▶ DESCRIPTION OF THE TASK
Below are entries. Reproduce exactly the lines between the line holding "filename crates/api/src/service/query/projects.rs" and the line holding "if swept > 0", inclusive, and only those.
◆ ◆ ◆
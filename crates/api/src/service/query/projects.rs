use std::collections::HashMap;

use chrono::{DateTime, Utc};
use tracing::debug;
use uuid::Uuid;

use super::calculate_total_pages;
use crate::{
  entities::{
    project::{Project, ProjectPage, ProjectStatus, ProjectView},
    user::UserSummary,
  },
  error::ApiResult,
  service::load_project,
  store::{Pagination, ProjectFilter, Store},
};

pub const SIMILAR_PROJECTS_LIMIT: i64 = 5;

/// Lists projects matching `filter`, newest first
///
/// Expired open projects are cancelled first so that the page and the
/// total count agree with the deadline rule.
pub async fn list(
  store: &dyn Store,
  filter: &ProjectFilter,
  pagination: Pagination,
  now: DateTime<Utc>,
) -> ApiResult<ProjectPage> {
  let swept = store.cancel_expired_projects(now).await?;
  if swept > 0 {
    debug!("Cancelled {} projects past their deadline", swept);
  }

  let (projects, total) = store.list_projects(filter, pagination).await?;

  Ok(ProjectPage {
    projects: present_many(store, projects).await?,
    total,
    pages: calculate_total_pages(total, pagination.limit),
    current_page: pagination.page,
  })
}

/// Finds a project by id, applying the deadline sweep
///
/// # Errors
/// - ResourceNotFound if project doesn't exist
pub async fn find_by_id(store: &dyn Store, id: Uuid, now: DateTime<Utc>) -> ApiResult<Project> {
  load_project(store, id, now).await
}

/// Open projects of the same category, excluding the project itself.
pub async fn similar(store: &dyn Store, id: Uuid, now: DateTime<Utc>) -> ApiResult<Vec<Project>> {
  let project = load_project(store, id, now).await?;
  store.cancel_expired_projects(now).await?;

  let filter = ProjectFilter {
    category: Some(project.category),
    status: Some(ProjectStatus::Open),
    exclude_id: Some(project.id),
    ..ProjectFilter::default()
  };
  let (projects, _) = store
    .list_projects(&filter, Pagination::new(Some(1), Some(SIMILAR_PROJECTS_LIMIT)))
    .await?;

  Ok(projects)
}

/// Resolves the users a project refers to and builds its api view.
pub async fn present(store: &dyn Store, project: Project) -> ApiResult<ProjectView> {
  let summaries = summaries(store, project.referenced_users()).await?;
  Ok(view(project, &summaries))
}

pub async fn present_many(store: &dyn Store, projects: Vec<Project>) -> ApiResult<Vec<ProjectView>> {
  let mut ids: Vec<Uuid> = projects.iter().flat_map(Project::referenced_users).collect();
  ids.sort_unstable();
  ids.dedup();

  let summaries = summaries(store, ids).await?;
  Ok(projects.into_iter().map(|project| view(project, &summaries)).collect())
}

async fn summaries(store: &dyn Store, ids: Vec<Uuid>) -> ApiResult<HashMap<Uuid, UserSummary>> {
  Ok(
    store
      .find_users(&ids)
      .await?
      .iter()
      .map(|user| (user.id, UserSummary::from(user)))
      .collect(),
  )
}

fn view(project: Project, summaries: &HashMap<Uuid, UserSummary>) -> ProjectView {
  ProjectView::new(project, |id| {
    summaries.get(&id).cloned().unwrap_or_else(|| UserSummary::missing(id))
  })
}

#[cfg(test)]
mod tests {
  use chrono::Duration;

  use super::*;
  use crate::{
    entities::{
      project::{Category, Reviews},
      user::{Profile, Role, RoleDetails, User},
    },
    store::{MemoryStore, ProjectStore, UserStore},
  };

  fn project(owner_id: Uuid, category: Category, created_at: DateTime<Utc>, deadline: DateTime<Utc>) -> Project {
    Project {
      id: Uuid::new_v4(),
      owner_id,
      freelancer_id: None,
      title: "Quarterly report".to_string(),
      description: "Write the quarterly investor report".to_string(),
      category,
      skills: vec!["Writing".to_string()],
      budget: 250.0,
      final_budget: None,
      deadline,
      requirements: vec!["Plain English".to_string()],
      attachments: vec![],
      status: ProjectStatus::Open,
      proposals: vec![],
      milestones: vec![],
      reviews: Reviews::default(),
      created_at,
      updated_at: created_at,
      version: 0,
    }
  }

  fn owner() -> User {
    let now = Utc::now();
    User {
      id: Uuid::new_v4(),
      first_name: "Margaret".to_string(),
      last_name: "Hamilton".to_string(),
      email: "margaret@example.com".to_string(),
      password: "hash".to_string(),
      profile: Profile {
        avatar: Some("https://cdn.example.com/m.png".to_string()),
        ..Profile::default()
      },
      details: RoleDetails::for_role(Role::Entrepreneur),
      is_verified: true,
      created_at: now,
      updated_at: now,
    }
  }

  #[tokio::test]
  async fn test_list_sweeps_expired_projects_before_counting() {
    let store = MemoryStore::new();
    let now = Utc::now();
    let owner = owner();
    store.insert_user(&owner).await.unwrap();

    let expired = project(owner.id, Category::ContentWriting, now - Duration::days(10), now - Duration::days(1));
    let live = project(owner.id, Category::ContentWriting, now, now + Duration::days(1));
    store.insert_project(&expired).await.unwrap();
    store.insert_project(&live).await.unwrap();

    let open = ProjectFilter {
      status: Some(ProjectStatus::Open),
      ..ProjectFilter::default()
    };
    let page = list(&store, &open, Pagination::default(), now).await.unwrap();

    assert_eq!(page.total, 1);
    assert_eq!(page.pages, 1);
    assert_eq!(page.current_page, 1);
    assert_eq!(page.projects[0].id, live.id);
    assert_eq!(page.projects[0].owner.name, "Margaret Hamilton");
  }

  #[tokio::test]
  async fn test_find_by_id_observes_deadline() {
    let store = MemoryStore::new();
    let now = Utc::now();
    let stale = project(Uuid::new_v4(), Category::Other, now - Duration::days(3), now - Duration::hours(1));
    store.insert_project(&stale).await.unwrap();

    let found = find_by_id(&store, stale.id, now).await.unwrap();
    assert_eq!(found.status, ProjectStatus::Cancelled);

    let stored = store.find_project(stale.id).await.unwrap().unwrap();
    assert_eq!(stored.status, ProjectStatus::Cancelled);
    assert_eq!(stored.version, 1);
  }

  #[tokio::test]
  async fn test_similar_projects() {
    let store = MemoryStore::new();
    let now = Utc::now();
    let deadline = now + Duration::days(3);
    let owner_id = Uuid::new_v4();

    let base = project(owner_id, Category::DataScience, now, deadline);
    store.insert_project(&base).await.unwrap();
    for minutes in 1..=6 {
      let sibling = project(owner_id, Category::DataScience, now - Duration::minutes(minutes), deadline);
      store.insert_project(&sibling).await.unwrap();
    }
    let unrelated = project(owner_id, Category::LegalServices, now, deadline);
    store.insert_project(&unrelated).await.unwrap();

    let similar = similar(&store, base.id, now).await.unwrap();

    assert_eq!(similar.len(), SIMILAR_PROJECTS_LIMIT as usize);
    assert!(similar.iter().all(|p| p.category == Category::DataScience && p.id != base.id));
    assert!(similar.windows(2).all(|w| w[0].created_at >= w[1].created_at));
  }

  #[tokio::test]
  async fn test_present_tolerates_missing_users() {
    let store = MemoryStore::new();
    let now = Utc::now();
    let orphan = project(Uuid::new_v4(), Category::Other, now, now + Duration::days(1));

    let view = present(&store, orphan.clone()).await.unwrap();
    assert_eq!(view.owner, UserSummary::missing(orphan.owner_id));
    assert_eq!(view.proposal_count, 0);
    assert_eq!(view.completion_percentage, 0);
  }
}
◆ ◆ ◆
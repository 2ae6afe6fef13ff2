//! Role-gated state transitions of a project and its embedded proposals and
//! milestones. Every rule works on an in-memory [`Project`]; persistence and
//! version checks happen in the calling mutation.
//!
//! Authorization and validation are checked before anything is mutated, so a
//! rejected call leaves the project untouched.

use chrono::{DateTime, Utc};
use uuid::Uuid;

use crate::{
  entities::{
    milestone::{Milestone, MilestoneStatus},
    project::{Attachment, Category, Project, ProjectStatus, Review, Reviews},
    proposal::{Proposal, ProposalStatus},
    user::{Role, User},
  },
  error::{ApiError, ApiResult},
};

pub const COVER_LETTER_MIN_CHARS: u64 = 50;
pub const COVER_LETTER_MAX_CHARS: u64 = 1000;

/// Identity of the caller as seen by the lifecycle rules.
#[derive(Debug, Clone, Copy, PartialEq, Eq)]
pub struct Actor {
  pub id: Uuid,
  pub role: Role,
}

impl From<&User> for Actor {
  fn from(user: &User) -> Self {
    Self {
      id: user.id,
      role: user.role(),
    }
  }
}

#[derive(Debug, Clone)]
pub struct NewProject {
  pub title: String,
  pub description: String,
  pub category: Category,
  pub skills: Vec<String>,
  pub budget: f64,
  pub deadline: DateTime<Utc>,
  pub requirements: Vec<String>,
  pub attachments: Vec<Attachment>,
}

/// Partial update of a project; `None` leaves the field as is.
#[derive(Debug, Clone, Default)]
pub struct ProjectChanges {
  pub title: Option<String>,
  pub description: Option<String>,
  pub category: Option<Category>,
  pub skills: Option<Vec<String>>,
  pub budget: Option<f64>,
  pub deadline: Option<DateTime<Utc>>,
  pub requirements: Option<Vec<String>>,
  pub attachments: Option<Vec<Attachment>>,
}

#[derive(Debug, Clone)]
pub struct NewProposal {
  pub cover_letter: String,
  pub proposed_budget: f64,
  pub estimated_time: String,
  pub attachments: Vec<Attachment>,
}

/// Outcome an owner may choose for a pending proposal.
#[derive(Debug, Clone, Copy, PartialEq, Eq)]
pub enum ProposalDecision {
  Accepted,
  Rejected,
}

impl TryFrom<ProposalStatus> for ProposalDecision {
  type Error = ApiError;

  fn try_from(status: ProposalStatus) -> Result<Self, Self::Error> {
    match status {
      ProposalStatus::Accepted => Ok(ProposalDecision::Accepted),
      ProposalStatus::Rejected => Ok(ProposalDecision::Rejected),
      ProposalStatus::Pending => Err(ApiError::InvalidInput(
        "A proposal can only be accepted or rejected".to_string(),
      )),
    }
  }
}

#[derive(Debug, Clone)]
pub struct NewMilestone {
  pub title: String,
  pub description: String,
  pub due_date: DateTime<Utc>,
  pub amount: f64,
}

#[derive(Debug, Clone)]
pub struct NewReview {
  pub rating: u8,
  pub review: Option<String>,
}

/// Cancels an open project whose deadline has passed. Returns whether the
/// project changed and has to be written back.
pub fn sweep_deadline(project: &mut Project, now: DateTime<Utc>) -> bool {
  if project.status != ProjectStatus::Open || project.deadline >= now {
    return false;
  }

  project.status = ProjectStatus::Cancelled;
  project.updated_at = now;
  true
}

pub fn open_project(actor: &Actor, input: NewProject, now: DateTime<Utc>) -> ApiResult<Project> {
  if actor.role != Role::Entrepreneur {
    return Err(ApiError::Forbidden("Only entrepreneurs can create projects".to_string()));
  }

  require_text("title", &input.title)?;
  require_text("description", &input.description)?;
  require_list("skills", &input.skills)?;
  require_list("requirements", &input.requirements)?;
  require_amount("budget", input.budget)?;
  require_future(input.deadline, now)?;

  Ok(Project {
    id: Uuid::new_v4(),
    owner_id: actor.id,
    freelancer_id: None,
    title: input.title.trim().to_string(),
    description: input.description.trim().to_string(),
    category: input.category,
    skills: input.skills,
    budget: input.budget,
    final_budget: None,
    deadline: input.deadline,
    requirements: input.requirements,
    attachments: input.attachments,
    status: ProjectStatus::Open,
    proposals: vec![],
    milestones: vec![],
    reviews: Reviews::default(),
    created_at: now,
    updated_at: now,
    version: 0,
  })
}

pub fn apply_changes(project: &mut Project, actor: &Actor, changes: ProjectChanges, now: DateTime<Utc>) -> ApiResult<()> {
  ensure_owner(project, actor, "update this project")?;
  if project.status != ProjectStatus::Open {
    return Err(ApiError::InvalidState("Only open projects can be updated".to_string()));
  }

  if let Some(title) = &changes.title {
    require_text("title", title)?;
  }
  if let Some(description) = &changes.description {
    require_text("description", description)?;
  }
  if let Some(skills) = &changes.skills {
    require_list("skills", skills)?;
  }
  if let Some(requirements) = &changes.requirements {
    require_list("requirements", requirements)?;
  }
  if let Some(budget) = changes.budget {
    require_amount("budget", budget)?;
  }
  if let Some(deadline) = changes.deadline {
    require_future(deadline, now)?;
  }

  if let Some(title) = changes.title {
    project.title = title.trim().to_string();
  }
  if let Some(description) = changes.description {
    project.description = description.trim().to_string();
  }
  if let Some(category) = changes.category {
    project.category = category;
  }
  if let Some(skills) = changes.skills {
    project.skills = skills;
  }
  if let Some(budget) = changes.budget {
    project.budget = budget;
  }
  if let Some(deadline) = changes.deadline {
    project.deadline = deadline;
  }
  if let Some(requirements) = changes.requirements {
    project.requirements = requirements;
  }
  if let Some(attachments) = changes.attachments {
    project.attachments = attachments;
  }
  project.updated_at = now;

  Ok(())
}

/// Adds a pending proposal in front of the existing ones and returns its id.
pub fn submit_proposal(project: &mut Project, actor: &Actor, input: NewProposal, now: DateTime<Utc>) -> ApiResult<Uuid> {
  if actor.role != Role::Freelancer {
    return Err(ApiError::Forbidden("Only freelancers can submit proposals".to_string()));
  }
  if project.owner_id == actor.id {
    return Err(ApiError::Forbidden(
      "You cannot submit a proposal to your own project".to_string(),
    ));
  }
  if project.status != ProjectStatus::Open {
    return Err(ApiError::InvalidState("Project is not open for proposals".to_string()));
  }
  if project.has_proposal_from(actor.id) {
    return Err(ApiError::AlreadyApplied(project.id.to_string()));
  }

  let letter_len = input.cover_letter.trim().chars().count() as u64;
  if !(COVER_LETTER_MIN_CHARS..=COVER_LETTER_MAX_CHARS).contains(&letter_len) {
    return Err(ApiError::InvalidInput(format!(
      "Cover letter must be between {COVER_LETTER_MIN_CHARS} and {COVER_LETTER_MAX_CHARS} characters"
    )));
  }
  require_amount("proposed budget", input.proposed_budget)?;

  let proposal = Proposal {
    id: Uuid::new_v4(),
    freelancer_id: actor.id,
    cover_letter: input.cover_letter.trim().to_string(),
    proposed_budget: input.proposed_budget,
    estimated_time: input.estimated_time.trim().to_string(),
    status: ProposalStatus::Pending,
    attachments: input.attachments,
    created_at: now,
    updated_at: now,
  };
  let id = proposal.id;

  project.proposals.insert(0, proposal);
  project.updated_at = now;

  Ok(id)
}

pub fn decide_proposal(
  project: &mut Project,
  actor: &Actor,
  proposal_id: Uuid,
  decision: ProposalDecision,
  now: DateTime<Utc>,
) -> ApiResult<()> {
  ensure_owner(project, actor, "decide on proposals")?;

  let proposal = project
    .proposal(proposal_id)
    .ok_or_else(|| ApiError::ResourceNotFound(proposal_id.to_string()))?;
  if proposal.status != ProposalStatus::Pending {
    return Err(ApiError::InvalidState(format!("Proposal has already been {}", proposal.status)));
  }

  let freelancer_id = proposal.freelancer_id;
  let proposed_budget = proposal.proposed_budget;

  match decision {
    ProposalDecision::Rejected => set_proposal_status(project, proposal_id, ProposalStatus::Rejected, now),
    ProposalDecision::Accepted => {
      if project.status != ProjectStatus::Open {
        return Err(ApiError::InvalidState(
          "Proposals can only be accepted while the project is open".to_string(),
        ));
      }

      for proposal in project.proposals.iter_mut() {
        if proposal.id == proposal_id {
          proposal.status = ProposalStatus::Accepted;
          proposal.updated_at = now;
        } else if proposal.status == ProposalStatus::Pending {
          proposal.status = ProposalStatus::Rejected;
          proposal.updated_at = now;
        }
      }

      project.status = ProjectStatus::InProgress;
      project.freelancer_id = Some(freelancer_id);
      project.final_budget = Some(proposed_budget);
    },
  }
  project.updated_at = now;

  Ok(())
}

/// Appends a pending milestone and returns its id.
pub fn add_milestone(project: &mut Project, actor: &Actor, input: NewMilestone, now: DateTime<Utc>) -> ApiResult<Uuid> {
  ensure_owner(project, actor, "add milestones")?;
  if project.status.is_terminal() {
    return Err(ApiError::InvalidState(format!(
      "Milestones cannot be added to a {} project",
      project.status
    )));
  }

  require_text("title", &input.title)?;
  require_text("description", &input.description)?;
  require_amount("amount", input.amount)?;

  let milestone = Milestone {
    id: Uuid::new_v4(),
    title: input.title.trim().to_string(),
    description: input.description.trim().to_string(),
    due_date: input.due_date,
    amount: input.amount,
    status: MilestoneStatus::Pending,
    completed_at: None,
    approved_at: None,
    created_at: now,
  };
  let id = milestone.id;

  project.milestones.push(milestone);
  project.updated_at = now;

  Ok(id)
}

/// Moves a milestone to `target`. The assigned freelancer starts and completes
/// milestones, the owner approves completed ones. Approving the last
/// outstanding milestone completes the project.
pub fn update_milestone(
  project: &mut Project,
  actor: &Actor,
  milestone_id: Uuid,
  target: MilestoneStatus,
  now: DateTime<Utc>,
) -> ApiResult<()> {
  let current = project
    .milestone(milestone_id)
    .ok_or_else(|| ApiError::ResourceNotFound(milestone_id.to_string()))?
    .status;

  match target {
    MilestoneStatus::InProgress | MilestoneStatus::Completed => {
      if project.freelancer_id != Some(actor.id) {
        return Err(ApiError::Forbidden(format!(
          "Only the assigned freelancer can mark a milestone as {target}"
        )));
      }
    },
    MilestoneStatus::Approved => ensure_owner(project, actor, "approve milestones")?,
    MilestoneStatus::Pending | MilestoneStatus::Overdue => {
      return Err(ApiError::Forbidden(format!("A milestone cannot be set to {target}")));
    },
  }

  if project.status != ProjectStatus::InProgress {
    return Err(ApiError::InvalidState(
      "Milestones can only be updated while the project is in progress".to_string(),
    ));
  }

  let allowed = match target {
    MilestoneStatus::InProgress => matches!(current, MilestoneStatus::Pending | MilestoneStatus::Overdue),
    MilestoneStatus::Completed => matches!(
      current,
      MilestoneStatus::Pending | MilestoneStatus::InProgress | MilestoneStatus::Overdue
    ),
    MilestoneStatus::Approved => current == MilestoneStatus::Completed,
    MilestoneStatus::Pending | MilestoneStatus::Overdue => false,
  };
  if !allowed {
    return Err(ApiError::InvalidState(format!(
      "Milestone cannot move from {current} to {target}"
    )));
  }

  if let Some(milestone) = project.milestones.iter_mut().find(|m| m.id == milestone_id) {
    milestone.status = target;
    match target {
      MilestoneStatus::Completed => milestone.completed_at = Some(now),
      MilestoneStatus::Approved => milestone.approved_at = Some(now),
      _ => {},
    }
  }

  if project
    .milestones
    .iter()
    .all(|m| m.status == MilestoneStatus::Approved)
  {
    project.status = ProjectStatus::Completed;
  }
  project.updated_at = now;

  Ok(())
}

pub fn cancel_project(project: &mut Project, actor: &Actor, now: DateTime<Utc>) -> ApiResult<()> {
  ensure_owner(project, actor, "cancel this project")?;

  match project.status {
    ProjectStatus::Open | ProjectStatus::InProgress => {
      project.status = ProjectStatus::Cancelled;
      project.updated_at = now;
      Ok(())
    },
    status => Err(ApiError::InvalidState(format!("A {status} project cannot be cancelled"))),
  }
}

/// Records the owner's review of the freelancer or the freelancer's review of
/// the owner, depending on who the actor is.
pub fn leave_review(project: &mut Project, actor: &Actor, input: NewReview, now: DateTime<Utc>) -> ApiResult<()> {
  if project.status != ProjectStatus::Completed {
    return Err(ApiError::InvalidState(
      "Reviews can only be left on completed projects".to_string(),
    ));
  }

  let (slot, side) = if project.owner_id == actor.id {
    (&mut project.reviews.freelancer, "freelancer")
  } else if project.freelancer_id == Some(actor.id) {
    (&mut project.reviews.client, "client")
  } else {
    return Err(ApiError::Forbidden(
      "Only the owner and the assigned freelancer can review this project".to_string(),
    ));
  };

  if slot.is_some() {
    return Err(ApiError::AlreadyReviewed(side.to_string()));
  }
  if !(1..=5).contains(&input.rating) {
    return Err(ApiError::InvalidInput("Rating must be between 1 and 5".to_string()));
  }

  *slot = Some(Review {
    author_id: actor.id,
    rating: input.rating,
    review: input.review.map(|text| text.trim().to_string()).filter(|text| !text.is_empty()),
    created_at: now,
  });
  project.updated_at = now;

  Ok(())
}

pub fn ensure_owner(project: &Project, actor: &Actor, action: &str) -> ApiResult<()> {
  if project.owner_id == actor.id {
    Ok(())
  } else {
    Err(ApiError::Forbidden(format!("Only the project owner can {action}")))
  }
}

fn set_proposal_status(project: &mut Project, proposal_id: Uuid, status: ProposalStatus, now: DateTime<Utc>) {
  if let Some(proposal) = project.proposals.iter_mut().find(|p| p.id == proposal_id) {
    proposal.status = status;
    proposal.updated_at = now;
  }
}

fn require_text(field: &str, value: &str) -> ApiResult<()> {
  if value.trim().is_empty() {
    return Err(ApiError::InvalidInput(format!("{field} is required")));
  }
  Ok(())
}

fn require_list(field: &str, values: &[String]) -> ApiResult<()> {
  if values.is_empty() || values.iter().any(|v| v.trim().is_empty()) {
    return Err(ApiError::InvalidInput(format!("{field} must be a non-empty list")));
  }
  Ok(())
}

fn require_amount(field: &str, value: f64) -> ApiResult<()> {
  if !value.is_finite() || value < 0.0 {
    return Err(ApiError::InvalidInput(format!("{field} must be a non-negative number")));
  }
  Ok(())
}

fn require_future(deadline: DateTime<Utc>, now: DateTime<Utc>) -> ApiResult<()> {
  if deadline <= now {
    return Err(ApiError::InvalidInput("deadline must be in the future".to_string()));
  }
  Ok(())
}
◆ ◆ ◆
▶ SOLUTION TO THE EXERCISE
filename crates/api/src/service/query/projects.rs
use std::collections::HashMap;

use chrono::{DateTime, Utc};
use tracing::debug;
use uuid::Uuid;

use super::calculate_total_pages;
use crate::{
  entities::{
    project::{Project, ProjectPage, ProjectStatus, ProjectView},
    user::UserSummary,
  },
  error::ApiResult,
  service::load_project,
  store::{Pagination, ProjectFilter, Store},
};

pub const SIMILAR_PROJECTS_LIMIT: i64 = 5;

/// Lists projects matching `filter`, newest first
///
/// Expired open projects are cancelled first so that the page and the
/// total count agree with the deadline rule.
pub async fn list(
  store: &dyn Store,
  filter: &ProjectFilter,
  pagination: Pagination,
  now: DateTime<Utc>,
) -> ApiResult<ProjectPage> {
  let swept = store.cancel_expired_projects(now).await?;
  if swept > 0 {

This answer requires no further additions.